» **EXTRACTED RECORDS**:
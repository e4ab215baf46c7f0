//! In-memory HTTP stub

use std::collections::HashMap;
use std::sync::Mutex;

use async_trait::async_trait;

use purl_source::error::TransportError;
use purl_source::http::{HttpGet, HttpResponse};

/// Serves canned responses by exact URL; anything else is a 404
#[derive(Default)]
pub struct StubHttp {
    responses: HashMap<String, Result<HttpResponse, TransportError>>,
    requests: Mutex<Vec<String>>,
}

impl StubHttp {
    pub fn new() -> Self {
        Self::default()
    }

    pub fn with_response(mut self, url: &str, status: u16, body: &str) -> Self {
        self.responses
            .insert(url.to_string(), Ok(HttpResponse::new(status, body)));
        self
    }

    pub fn with_timeout(mut self, url: &str) -> Self {
        self.responses.insert(
            url.to_string(),
            Err(TransportError::Timeout(url.to_string())),
        );
        self
    }

    /// URLs requested so far, in order
    pub fn requests(&self) -> Vec<String> {
        self.requests.lock().unwrap().clone()
    }
}

#[async_trait]
impl HttpGet for StubHttp {
    async fn get(&self, url: &str) -> Result<HttpResponse, TransportError> {
        self.requests.lock().unwrap().push(url.to_string());
        self.responses
            .get(url)
            .cloned()
            .unwrap_or_else(|| Ok(HttpResponse::new(404, "Not Found")))
    }
}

» **WHAT YOU SHOULD DO**: Whichever lines of the material hold the word "lock", find and copy them.

» **TASK RESPONSE**:
        self.requests.lock().unwrap().clone()
        self.requests.lock().unwrap().push(url.to_string());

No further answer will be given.